E prossegue: “Claro que o movimento feminino é muito antigo, mas os jovens ainda estão entendendo o que fazer. Quando tenho as ferramentas necessárias e posso, intervenho conversando em situações de machismo que eu presencio. É importante conversar com os homens e que eles falem entre si. Eles têm dificuldades de abordar essas questões relacionadas ao patriarcado. Nós mulheres falamos muito sobre isso, mas os homens não. E não temos obrigação, nem a capacidade psíquica de estar também ensinando, porque a gente está tentando sobreviver a isso. Mas, sempre que é possível, chamo atenção dos meus amigos, recomendo que façam terapia, porque acho que há uma falta de orientação emocional da nossa sociedade que cria essa falta de sintonia entre nós”, avalia.

Mariana conta que segundo dados oficiais, a grande maioria de pessoas em salas de análise é composta por mulheres tratando questões relacionadas às relações abusivas. “Então, por que esses homens não estão nas salas de terapia? A primeira recomendação é para as mulheres se olharem. Elas precisam se cuidar, se informar, conversar e de preferência fazer terapia para se proteger de situações violentas e os homens devem conversar entre eles e descobrir esse lugar de afeto”, ensina.

"Nós mulheres queremos um olhar para quem somos na totalidade, não para um corpo como se nós fossemos só um corpo disposto a uma relação carnal”, ressalta Mariana (Foto: Maria Clara Miranda)

“Nós mulheres queremos um olhar para quem somos na totalidade, não para um corpo como se nós fossemos só um corpo disposto a uma relação carnal”, ressalta Mariana (Foto: Maria Clara Miranda)

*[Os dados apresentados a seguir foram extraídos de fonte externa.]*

//! # Lightbox
//!
//! The loading and gesture core of a photo viewer. Hosts hand it a list of
//! [`photo::Photo`]s (remote URLs or in-memory bitmaps) and get back, per
//! photo, a renderable image plus the answers to the viewer's gesture
//! questions: what a double-tap zooms to and when a long-press action fires.
//! Rendering itself stays in the host.
//!
//! # Architecture: Resolve, Then Orchestrate
//!
//! Image loading runs through one funnel:
//!
//! ```text
//! Photo → memory bitmap?            → render directly
//!       → byte cache hit?           → classify → decode → render
//!       → fetch → classify → decode → store raw bytes → render
//! ```
//!
//! The [`resolve::Resolver`] owns that funnel. Its collaborators — the byte
//! cache and the fetcher — are traits injected at construction, so tests run
//! against an in-memory cache and a mock fetcher while a host wires in the
//! disk cache and the HTTP client. On top of it, [`viewer::PhotoView`] runs
//! the per-photo lifecycle: resolution on a worker thread, a polled
//! `Loading → Ready | Failed` state machine, dismissal that discards late
//! completions, and retry.
//!
//! # Module Map
//!
//! | Module | Role |
//! |--------|------|
//! | [`photo`] | The `Photo` value object: source, title, deletable flag, auth header |
//! | [`resolve`] | The resolution funnel: decoded-image map, in-flight dedup, cache, fetch |
//! | [`resolve::cache`] | Byte cache trait with in-memory and on-disk implementations |
//! | [`resolve::fetcher`] | Network seam: fetch trait plus the blocking HTTP client |
//! | [`resolve::format`] | Signature sniffing: animated vs static |
//! | [`resolve::decode`] | Bytes → static bitmap or decoded frame sequence |
//! | [`zoom`] | Pure double-tap zoom math: target scale and target rect |
//! | [`gesture`] | Long-press recognition from raw touch events |
//! | [`viewer`] | Per-photo orchestration: load lifecycle, zoom state, gesture wiring |
//!
//! # Design Decisions
//!
//! ## Bytes in the Cache, Frames in Memory
//!
//! The persistent cache stores the raw encoded payload, never decoded pixels.
//! Animated formats make this non-negotiable: re-encoding a GIF on every
//! cache write would be slow and lossy, and the frame renderer wants the
//! original container anyway. Decoded results live only in the resolver's
//! in-memory map.
//!
//! ## Format Dispatch by Signature
//!
//! Whether a payload is animated is decided from container signatures alone
//! ([`resolve::format`]), before any pixel decoding. A single-frame GIF
//! therefore goes down the animated path; it renders identically and keeps
//! the dispatch rule trivial.
//!
//! ## One Fetch per URL
//!
//! A gallery page can ask for the same URL many times at once (full image and
//! thumbnail, or two views of one photo). The resolver's in-flight registry
//! collapses those into a single fetch whose result — success or failure — is
//! fanned out to every waiter. Failures are fanned out but never memoized, so
//! a retry always hits the network again.
//!
//! ## Blocking Core, Polling Edge
//!
//! The resolver is synchronous and thread-safe; [`viewer::PhotoView`] runs it
//! on a plain worker thread and the host polls for completion from its UI
//! tick. No async runtime, no callback re-entrancy, and dismissal reduces to
//! dropping a channel receiver.

pub mod gesture;
pub mod photo;
pub mod resolve;
pub mod viewer;
pub mod zoom;

#[cfg(test)]
pub(crate) mod test_helpers;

Nessa canção que ainda vai lançar, ela vai abordar sobre a dificuldade de entregar afeto. “Isso é uma repetição entre os homens. O romantismo vem quando você olha para o outro e se encanta. Para um homem se encantar por uma mulher ele precisa admirá-la, mas para admirar uma mulher ele precisa destruir o machismo na cabeça dele. Existe, inclusive, uma ideia dentro do feminismo que os homens trocam afeto entre homens. O afeto não está direcionado às mulheres. A troca entre os homens é afetiva, é de admiração. Os homens consomem criação masculina na ciência, admiram na arte… mas as mulheres ficam no lugar só de relação sexual puramente e a gente não está mais satisfeita com esse tipo de relação. A gente quer um olhar para quem somos na totalidade, não para um corpo como se nós fossemos só um corpo disposto a uma relação carnal”, finaliza.